* **DATA SHOWN**
========

// Leadflow Engine - Action executor
//
// Executes one action of a known type against a target record through the
// collaborator traits. Required-config validation happens before any side
// effect; a missing config field fails the execution immediately. Whether
// an action runs at all (enabled flag, conditions) is the engine's call,
// not this module's: a false condition means "skip", an error here means
// "fail".

use serde_json::Value;
use std::sync::Arc;
use tracing::debug;

use leadflow_core::{
    coerce_string, parse_duration, resolve_path, Action, ActionType, LeadflowError,
    LeadflowResult, WorkflowExecution,
};

use crate::services::{
    EmailMessage, LeadStore, Messenger, NewTask, TaskService, WebhookCaller, WhatsAppMessage,
};

/// Executes single actions through the consumed collaborators
pub struct ActionExecutor {
    leads: Arc<dyn LeadStore>,
    messenger: Arc<dyn Messenger>,
    tasks: Arc<dyn TaskService>,
    webhooks: Arc<dyn WebhookCaller>,
}

impl ActionExecutor {
    pub fn new(
        leads: Arc<dyn LeadStore>,
        messenger: Arc<dyn Messenger>,
        tasks: Arc<dyn TaskService>,
        webhooks: Arc<dyn WebhookCaller>,
    ) -> Self {
        Self {
            leads,
            messenger,
            tasks,
            webhooks,
        }
    }

    pub fn leads(&self) -> &Arc<dyn LeadStore> {
        &self.leads
    }

    /// Execute one action against a target record
    pub async fn execute(
        &self,
        action: &Action,
        target: &Value,
        execution: &WorkflowExecution,
    ) -> LeadflowResult<()> {
        debug!(
            action = %action.action_type,
            execution = %execution.id,
            target = %execution.target_id,
            "Executing action"
        );

        match action.action_type {
            ActionType::SendEmail => self.send_email(action, target).await,
            ActionType::SendWhatsapp => self.send_whatsapp(action, target).await,
            ActionType::CreateTask => self.create_task(action, target, execution).await,
            ActionType::UpdateLead => self.update_lead(action, execution).await,
            ActionType::AddTag => {
                let tag = require(action, action.config.tag.as_deref(), "tag")?;
                self.leads.add_tag(&execution.target_id, tag).await
            }
            ActionType::RemoveTag => {
                let tag = require(action, action.config.tag.as_deref(), "tag")?;
                self.leads.remove_tag(&execution.target_id, tag).await
            }
            ActionType::ChangeStatus => {
                let status = require(action, action.config.lead_status.as_deref(), "leadStatus")?;
                self.leads.change_status(&execution.target_id, status).await
            }
            ActionType::AssignUser => {
                let assignee = require(action, action.config.assignee.as_deref(), "assignee")?;
                self.leads.assign_user(&execution.target_id, assignee).await
            }
            ActionType::Webhook => self.call_webhook(action, target).await,
        }
    }

    async fn send_email(&self, action: &Action, target: &Value) -> LeadflowResult<()> {
        let subject = require(action, action.config.subject.as_deref(), "subject")?;
        let body = require(action, action.config.body.as_deref(), "body")?;

        let to = coerce_string(resolve_path(target, "email"));
        if to.is_empty() {
            return Err(LeadflowError::action(
                "send_email target record has no email address",
            ));
        }

        self.messenger
            .send_email(EmailMessage {
                to,
                subject: render_template(subject, target),
                body: render_template(body, target),
            })
            .await
    }

    async fn send_whatsapp(&self, action: &Action, target: &Value) -> LeadflowResult<()> {
        let message = require(action, action.config.message.as_deref(), "message")?;

        let to = coerce_string(resolve_path(target, "phone"));
        if to.is_empty() {
            return Err(LeadflowError::action(
                "send_whatsapp target record has no phone number",
            ));
        }

        self.messenger
            .send_whatsapp(WhatsAppMessage {
                to,
                body: render_template(message, target),
            })
            .await
    }

    async fn create_task(
        &self,
        action: &Action,
        target: &Value,
        execution: &WorkflowExecution,
    ) -> LeadflowResult<()> {
        let title = require(action, action.config.task_title.as_deref(), "taskTitle")?;
        let due_in = require(action, action.config.due_in.as_deref(), "dueIn")?;
        let due_in = parse_duration(due_in)
            .map_err(|e| LeadflowError::action_config(format!("create_task dueIn: {}", e)))?;

        let task_id = self
            .tasks
            .create_task(NewTask {
                title: render_template(title, target),
                description: action
                    .config
                    .task_description
                    .as_deref()
                    .map(|d| render_template(d, target)),
                due_in: Some(due_in),
                assignee: action.config.assignee.clone(),
                related_record_id: execution.target_id.clone(),
            })
            .await?;

        debug!(task_id = %task_id, "Task created");
        Ok(())
    }

    async fn update_lead(
        &self,
        action: &Action,
        execution: &WorkflowExecution,
    ) -> LeadflowResult<()> {
        if action.config.fields.is_empty() {
            return Err(config_error(action, "fields"));
        }
        self.leads
            .update(&execution.target_id, &action.config.fields)
            .await?;
        Ok(())
    }

    async fn call_webhook(&self, action: &Action, target: &Value) -> LeadflowResult<()> {
        let url = require(action, action.config.url.as_deref(), "url")?;
        let method = require(action, action.config.method.as_deref(), "method")?;

        // The payload defaults to the target record itself
        let body = action
            .config
            .payload
            .clone()
            .unwrap_or_else(|| target.clone());

        self.webhooks
            .call(url, method, &action.config.headers, &body)
            .await
    }
}

fn require<'a>(action: &Action, field: Option<&'a str>, name: &str) -> LeadflowResult<&'a str> {
    match field {
        Some(value) if !value.is_empty() => Ok(value),
        _ => Err(config_error(action, name)),
    }
}

fn config_error(action: &Action, field: &str) -> LeadflowError {
    LeadflowError::action_config(format!(
        "{} action requires config field '{}'",
        action.action_type, field
    ))
}

/// Resolve ${dot.path} variables in a template from the target record.
/// Unknown paths render as the empty string.
pub fn render_template(template: &str, record: &Value) -> String {
    let mut result = String::with_capacity(template.len());
    let mut rest = template;

    while let Some(start) = rest.find("${") {
        result.push_str(&rest[..start]);
        let after = &rest[start + 2..];
        match after.find('}') {
            Some(end) => {
                let path = &after[..end];
                result.push_str(&coerce_string(resolve_path(record, path)));
                rest = &after[end + 1..];
            }
            None => {
                // Unterminated placeholder, emit verbatim
                result.push_str(&rest[start..]);
                rest = "";
            }
        }
    }
    result.push_str(rest);
    result
}
impl WorkflowDefinition {
    /// Create a new draft workflow
    pub fn new(
        tenant_id: impl Into<String>,
        name: impl Into<String>,
        trigger: TriggerDefinition,
        actions: Vec<Action>,
    ) -> Self {
        let now = Utc::now();
        Self {
            id: new_id(),
            tenant_id: tenant_id.into(),
            name: name.into(),
            description: None,
            trigger,
            actions,
            status: WorkflowStatus::Draft,
            is_active: false,
            limits: WorkflowLimits::default(),
            error_handling: ErrorHandling::default(),
            execution_stats: ExecutionStats::default(),
            version: 1,
            previous_versions: Vec::new(),
            created_at: now,
            updated_at: now,
        }
    }

    /// Actions sorted by `order` ascending. The sort is stable, so actions
    /// sharing an order value keep their original insertion order.
    pub fn sorted_actions(&self) -> Vec<&Action> {
        let mut actions: Vec<&Action> = self.actions.iter().collect();
        actions.sort_by_key(|a| a.order);
        actions
    }

    /// Whether the workflow accepts new trigger matches
    pub fn accepts_matches(&self) -> bool {
        self.is_active && self.status == WorkflowStatus::Active
    }

    /// Transition to active. Only drafts and inactive workflows can be
    /// activated; archived workflows stay archived.
    pub fn activate(&mut self) -> LeadflowResult<()> {
        match self.status {
            WorkflowStatus::Archived => Err(LeadflowError::config(format!(
                "workflow {} is archived and cannot be activated",
                self.id
            ))),
            _ => {
                self.status = WorkflowStatus::Active;
                self.is_active = true;
                self.updated_at = Utc::now();
                Ok(())
            }
        }
    }

    /// Stop matching new events. In-flight executions are unaffected.
    pub fn deactivate(&mut self) {
        self.status = WorkflowStatus::Inactive;
        self.is_active = false;
        self.updated_at = Utc::now();
    }

    /// Retire the workflow permanently
    pub fn archive(&mut self) {
        self.status = WorkflowStatus::Archived;
        self.is_active = false;
        self.updated_at = Utc::now();
    }

    /// Snapshot the current structural fields into the version history and
    /// bump the version. Called before applying a structural edit.
    pub fn push_revision(&mut self) {
        self.previous_versions.push(WorkflowRevision {
            version: self.version,
            snapshot: WorkflowSnapshot {
                name: self.name.clone(),
                description: self.description.clone(),
                trigger: self.trigger.clone(),
                actions: self.actions.clone(),
            },
            archived_at: Utc::now(),
        });
        self.version += 1;
        self.updated_at = Utc::now();
    }

    /// Validate the definition before it is stored
    pub fn validate(&self) -> LeadflowResult<()> {
        if self.name.trim().is_empty() {
            return Err(LeadflowError::config("workflow name is required"));
        }
        if self.tenant_id.trim().is_empty() {
            return Err(LeadflowError::config("workflow tenant id is required"));
        }

        // Duplicate order values would make execution order depend on
        // insertion order alone, which is almost always an authoring error.
        let mut orders: Vec<u32> = self.actions.iter().map(|a| a.order).collect();
        orders.sort_unstable();
        orders.dedup();
        if orders.len() != self.actions.len() {
            return Err(LeadflowError::config(format!(
                "workflow '{}' has duplicate action order values",
                self.name
            )));
        }

        if self.trigger.trigger_type == TriggerType::TimeBased && self.trigger.schedule.is_none() {
            return Err(LeadflowError::config(format!(
                "workflow '{}' has a time_based trigger but no schedule",
                self.name
            )));
        }

        if let Some(schedule) = &self.trigger.schedule {
            schedule.validate()?;
        }

        for condition in &self.trigger.conditions {
            condition.validate()?;
        }

        parse_duration(&self.limits.execution_timeout)?;
        parse_duration(&self.error_handling.retry_delay)?;

        if self.error_handling.max_retries > MAX_RETRY_LIMIT {
            return Err(LeadflowError::config(format!(
                "max_retries must be at most {}, got {}",
                MAX_RETRY_LIMIT, self.error_handling.max_retries
            )));
        }

        for action in &self.actions {
            if let Some(delay) = &action.delay {
                parse_duration(delay)?;
            }
            for condition in &action.conditions {
                condition.validate()?;
            }
        }

        Ok(())
    }
}

impl Schedule {
    pub fn validate(&self) -> LeadflowResult<()> {
        if let Some(tod) = &self.time_of_day {
            parse_time_of_day(tod)?;
        }
        if let Some(dow) = self.day_of_week {
            if dow > 6 {
                return Err(LeadflowError::config(format!(
                    "day_of_week must be 0-6, got {}",
                    dow
                )));
            }
        }
        if let Some(dom) = self.day_of_month {
            if !(1..=31).contains(&dom) {
                return Err(LeadflowError::config(format!(
                    "day_of_month must be 1-31, got {}",
                    dom
                )));
            }
        }
        Ok(())
    }
}

/// Parse "HH:MM" into (hour, minute)
pub fn parse_time_of_day(s: &str) -> LeadflowResult<(u32, u32)> {
    let (h, m) = s
        .split_once(':')
        .ok_or_else(|| LeadflowError::config(format!("invalid time of day: {}", s)))?;
    let hour: u32 = h
        .parse()
        .map_err(|_| LeadflowError::config(format!("invalid time of day: {}", s)))?;
    let minute: u32 = m
        .parse()
        .map_err(|_| LeadflowError::config(format!("invalid time of day: {}", s)))?;
    if hour > 23 || minute > 59 {
        return Err(LeadflowError::config(format!(
            "invalid time of day: {}",
            s
        )));
    }
    Ok((hour, minute))
}

#[cfg(test)]
mod tests {
    use super::*;
    use crate::condition::ConditionOperator;
    use serde_json::json;

    fn sample_yaml() -> &'static str {
        r#"
tenantId: acme
name: welcome-new-leads
trigger:
  type: lead_created
  conditions:
    - field: source
      operator: equals
      value: landing-page
actions:
  - type: send_email
    order: 1
    config:
      subject: "Welcome, ${name}!"
      body: "Thanks for signing up."
  - type: add_tag
    order: 2
    delay: 5m
    config:
      tag: welcome-sent
limits:
  maxExecutionsPerHour: 50
errorHandling:
  retryOnFailure: true
  maxRetries: 2
  retryDelay: 10s
"#
    }

    #[test]
    fn test_parse_workflow_document() {
        let wf: WorkflowDefinition = serde_yaml::from_str(sample_yaml()).unwrap();
        assert_eq!(wf.tenant_id, "acme");
        assert_eq!(wf.trigger.trigger_type, TriggerType::LeadCreated);
        assert_eq!(wf.trigger.conditions.len(), 1);
        assert_eq!(wf.actions.len(), 2);
        assert_eq!(wf.actions[1].delay.as_deref(), Some("5m"));
        assert_eq!(wf.status, WorkflowStatus::Draft);
        assert!(!wf.is_active);
        assert_eq!(wf.limits.max_executions_per_hour, 50);
        assert_eq!(wf.limits.max_executions_per_day, 1000);
        assert!(wf.error_handling.retry_on_failure);
        assert_eq!(wf.version, 1);
        assert!(wf.validate().is_ok());
    }

    #[test]
    fn test_action_type_tags() {
        let yaml = r#"
type: change_status
order: 3
config:
  leadStatus: qualified
"#;
        let action: Action = serde_yaml::from_str(yaml).unwrap();
        assert_eq!(action.action_type, ActionType::ChangeStatus);
        assert!(action.enabled);
        assert_eq!(action.config.lead_status.as_deref(), Some("qualified"));
    }

    #[test]
    fn test_sorted_actions_stable() {
        let mut wf: WorkflowDefinition = serde_yaml::from_str(sample_yaml()).unwrap();
        wf.actions = vec![
            Action {
                action_type: ActionType::AddTag,
                order: 2,
                delay: None,
                conditions: vec![],
                config: ActionConfig {
                    tag: Some("second".to_string()),
                    ..Default::default()
                },
                enabled: true,
            },
            Action {
                action_type: ActionType::AddTag,
                order: 1,
                delay: None,
                conditions: vec![],
                config: ActionConfig {
                    tag: Some("first".to_string()),
                    ..Default::default()
                },
                enabled: true,
            },
            Action {
                action_type: ActionType::AddTag,
                order: 2,
                delay: None,
                conditions: vec![],
                config: ActionConfig {
                    tag: Some("third".to_string()),
                    ..Default::default()
                },
                enabled: true,
            },
        ];

        let sorted = wf.sorted_actions();
        let tags: Vec<&str> = sorted
            .iter()
            .map(|a| a.config.tag.as_deref().unwrap())
            .collect();
        // Ties keep insertion order
        assert_eq!(tags, vec!["first", "second", "third"]);
    }

    #[test]
    fn test_lifecycle() {
        let mut wf: WorkflowDefinition = serde_yaml::from_str(sample_yaml()).unwrap();
        assert!(!wf.accepts_matches());

        wf.activate().unwrap();
        assert_eq!(wf.status, WorkflowStatus::Active);
        assert!(wf.accepts_matches());

        wf.deactivate();
        assert!(!wf.accepts_matches());
        assert_eq!(wf.status, WorkflowStatus::Inactive);

        wf.activate().unwrap();
        wf.archive();
        assert!(wf.activate().is_err());
        assert!(!wf.accepts_matches());
    }

    #[test]
    fn test_push_revision_append_only() {
        let mut wf: WorkflowDefinition = serde_yaml::from_str(sample_yaml()).unwrap();
        assert_eq!(wf.version, 1);

        wf.push_revision();
        wf.name = "welcome-new-leads-v2".to_string();

        assert_eq!(wf.version, 2);
        assert_eq!(wf.previous_versions.len(), 1);
        assert_eq!(wf.previous_versions[0].version, 1);
        assert_eq!(wf.previous_versions[0].snapshot.name, "welcome-new-leads");

        wf.push_revision();
        assert_eq!(wf.version, 3);
        assert_eq!(wf.previous_versions.len(), 2);
        // Older snapshots are untouched by later revisions
        assert_eq!(wf.previous_versions[0].snapshot.name, "welcome-new-leads");
        assert_eq!(
            wf.previous_versions[1].snapshot.name,
            "welcome-new-leads-v2"
        );
    }

    #[test]
    fn test_validation_errors() {
        let mut wf: WorkflowDefinition = serde_yaml::from_str(sample_yaml()).unwrap();
        wf.name = "".to_string();
        assert!(wf.validate().is_err());

        let mut wf: WorkflowDefinition = serde_yaml::from_str(sample_yaml()).unwrap();
        wf.actions[1].order = 1;
        assert!(wf.validate().is_err());

        let mut wf: WorkflowDefinition = serde_yaml::from_str(sample_yaml()).unwrap();
        wf.trigger.trigger_type = TriggerType::TimeBased;
        assert!(wf.validate().is_err());

        let mut wf: WorkflowDefinition = serde_yaml::from_str(sample_yaml()).unwrap();
        wf.actions[0].delay = Some("soon".to_string());
        assert!(wf.validate().is_err());

        let mut wf: WorkflowDefinition = serde_yaml::from_str(sample_yaml()).unwrap();
        wf.trigger.conditions.push(Condition {
            field: "".to_string(),
            operator: ConditionOperator::Equals,
            value: json!("x"),
        });
        assert!(wf.validate().is_err());

        let mut wf: WorkflowDefinition = serde_yaml::from_str(sample_yaml()).unwrap();
        wf.error_handling.max_retries = u32::MAX;
        assert!(wf.validate().is_err());
        wf.error_handling.max_retries = MAX_RETRY_LIMIT;
        assert!(wf.validate().is_ok());
    }

    #[test]
    fn test_schedule_validation() {
        let schedule = Schedule {
            frequency: ScheduleFrequency::Weekly,
            time_of_day: Some("09:00".to_string()),
            day_of_week: Some(1),
            day_of_month: None,
        };
        assert!(schedule.validate().is_ok());

        let schedule = Schedule {
            frequency: ScheduleFrequency::Weekly,
            time_of_day: Some("25:00".to_string()),
            day_of_week: None,
            day_of_month: None,
        };
        assert!(schedule.validate().is_err());

        let schedule = Schedule {
            frequency: ScheduleFrequency::Monthly,
            time_of_day: None,
            day_of_week: None,
            day_of_month: Some(32),
        };
        assert!(schedule.validate().is_err());
    }

    #[test]
    fn test_stats_serialization_roundtrip() {
        let wf: WorkflowDefinition = serde_yaml::from_str(sample_yaml()).unwrap();
        let json = serde_json::to_string(&wf).unwrap();
        let parsed: WorkflowDefinition = serde_json::from_str(&json).unwrap();
        assert_eq!(parsed.name, wf.name);
        assert_eq!(parsed.execution_stats.total_executions, 0);
        assert!(json.contains("maxExecutionsPerDay"));
        assert!(json.contains("retryOnFailure"));
    }
}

========

* **WHAT YOU HAVE TO DO**
Lines with "phone" in the listing above: state how many there are, and nothing else.

* **ANSWER SPACE**
2